Material to process Start Marker

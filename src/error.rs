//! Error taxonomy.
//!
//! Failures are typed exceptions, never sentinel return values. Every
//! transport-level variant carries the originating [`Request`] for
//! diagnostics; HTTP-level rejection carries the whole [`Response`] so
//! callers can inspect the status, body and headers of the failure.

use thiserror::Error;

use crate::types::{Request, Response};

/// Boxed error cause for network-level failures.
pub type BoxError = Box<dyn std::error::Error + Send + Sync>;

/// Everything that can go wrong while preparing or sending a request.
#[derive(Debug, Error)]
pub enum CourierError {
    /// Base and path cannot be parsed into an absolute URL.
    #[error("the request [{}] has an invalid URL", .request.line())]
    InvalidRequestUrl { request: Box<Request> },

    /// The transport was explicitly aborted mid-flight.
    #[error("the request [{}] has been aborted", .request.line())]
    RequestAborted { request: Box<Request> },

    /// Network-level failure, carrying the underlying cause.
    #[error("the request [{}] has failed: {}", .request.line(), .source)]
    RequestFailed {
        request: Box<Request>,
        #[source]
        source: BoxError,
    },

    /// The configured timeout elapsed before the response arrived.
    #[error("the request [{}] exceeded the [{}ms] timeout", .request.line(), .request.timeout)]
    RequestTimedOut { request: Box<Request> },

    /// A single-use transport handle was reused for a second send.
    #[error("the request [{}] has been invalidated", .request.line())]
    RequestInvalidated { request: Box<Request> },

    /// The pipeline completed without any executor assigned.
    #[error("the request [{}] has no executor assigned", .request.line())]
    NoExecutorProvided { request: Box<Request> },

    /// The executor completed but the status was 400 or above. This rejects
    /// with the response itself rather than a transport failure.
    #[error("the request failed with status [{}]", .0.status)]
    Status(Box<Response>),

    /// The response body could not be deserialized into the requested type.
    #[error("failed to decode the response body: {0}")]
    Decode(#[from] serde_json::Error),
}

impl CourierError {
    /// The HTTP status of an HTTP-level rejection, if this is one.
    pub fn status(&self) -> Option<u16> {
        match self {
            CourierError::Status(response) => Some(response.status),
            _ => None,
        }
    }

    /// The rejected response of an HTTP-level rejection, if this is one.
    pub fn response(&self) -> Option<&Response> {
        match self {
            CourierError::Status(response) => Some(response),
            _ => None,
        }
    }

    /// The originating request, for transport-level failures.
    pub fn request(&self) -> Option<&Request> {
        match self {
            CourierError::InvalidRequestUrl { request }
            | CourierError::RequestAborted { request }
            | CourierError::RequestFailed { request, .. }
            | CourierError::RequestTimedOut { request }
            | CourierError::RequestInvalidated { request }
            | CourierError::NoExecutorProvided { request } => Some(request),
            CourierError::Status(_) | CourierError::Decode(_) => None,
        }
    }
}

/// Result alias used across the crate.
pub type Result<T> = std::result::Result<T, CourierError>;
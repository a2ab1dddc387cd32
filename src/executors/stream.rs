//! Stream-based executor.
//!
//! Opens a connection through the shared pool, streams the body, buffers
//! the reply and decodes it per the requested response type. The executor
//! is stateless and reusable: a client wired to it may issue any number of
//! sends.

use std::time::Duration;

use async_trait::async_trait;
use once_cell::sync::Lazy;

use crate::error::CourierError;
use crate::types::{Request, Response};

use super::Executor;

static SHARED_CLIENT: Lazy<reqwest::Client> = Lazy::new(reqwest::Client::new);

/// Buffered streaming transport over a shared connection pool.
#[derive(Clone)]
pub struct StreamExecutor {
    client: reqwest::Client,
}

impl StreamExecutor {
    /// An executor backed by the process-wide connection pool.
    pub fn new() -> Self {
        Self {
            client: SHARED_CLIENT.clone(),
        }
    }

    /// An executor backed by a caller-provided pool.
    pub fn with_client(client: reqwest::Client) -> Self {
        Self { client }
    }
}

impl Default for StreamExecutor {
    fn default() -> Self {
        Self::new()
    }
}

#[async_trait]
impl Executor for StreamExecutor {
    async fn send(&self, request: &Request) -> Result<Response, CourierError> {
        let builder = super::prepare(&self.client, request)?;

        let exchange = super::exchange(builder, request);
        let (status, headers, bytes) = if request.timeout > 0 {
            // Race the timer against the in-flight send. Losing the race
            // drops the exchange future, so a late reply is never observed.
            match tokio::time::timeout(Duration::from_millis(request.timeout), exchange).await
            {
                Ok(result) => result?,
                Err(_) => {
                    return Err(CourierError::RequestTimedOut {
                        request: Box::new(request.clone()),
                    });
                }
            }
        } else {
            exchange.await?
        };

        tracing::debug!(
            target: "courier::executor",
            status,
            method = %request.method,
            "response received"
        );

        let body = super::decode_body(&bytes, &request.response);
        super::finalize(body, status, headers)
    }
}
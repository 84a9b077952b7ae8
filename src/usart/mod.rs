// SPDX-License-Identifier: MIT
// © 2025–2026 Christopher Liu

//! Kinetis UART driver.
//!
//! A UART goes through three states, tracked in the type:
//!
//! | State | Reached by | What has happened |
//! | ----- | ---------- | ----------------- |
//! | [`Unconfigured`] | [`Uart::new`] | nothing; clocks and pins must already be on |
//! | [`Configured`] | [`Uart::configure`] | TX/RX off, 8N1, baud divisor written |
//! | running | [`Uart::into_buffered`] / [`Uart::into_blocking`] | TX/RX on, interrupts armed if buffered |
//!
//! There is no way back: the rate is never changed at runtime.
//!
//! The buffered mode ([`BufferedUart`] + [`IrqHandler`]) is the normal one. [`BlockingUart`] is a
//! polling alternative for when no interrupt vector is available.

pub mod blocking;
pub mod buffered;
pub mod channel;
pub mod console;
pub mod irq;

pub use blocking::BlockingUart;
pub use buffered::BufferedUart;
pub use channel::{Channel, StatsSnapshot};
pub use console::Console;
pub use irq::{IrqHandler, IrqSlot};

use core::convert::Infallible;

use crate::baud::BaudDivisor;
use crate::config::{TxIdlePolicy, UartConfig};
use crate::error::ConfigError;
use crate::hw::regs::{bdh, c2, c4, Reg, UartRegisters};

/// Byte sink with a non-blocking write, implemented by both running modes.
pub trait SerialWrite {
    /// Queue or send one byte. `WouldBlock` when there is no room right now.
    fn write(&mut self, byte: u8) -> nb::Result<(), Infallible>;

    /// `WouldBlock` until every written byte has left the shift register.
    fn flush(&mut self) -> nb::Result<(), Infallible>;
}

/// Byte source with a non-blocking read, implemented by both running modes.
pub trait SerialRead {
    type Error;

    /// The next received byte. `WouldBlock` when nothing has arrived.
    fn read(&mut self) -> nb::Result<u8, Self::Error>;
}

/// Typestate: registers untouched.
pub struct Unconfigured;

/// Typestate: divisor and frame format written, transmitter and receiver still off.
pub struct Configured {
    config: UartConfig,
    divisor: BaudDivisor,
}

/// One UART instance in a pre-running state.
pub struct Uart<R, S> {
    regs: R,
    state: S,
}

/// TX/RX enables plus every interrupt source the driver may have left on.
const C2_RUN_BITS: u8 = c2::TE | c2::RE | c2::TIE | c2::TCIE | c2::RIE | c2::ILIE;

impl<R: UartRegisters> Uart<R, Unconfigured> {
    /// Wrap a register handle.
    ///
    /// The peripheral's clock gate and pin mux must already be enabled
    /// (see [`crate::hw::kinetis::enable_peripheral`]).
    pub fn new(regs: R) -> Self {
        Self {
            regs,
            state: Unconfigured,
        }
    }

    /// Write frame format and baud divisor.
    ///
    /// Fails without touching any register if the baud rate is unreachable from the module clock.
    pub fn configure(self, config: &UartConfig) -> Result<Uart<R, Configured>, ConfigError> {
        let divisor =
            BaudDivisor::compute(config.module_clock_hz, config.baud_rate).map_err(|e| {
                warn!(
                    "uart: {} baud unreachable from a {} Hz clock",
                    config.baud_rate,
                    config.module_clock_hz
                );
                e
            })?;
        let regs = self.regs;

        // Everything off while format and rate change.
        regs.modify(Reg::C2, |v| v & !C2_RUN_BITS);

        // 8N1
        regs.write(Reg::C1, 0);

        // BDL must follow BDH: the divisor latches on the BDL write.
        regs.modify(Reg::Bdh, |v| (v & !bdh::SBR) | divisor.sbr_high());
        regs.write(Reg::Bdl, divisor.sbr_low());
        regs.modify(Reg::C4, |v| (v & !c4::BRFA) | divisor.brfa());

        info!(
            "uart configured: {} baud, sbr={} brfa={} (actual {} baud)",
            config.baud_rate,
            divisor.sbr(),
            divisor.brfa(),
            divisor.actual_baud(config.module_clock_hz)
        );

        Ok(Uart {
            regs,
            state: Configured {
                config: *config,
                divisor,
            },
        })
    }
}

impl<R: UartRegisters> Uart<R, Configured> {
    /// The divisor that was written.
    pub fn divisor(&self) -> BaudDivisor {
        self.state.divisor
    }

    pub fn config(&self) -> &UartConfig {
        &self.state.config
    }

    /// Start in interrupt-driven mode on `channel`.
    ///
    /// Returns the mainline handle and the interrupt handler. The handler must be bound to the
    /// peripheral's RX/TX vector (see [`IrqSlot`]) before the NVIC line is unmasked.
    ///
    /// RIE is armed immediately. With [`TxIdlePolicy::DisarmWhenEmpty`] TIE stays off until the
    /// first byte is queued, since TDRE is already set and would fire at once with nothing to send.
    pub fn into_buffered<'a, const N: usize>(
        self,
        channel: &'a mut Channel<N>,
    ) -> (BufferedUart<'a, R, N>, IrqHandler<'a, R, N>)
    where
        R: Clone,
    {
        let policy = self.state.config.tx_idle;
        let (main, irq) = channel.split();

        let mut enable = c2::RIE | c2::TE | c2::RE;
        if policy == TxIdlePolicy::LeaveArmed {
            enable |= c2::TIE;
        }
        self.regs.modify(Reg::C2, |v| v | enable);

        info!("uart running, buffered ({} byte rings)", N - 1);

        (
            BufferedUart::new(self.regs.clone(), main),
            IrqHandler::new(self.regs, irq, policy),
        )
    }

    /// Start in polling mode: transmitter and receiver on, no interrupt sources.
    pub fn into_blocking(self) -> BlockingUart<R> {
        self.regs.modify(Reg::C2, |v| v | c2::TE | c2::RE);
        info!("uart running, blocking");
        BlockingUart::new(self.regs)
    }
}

Material to process End Marker

-- Exercise --
Where does the word "Duration" appear in the records? Copy every line that holds it.

-- Result --
use std::time::Duration;
            match tokio::time::timeout(Duration::from_millis(request.timeout), exchange).await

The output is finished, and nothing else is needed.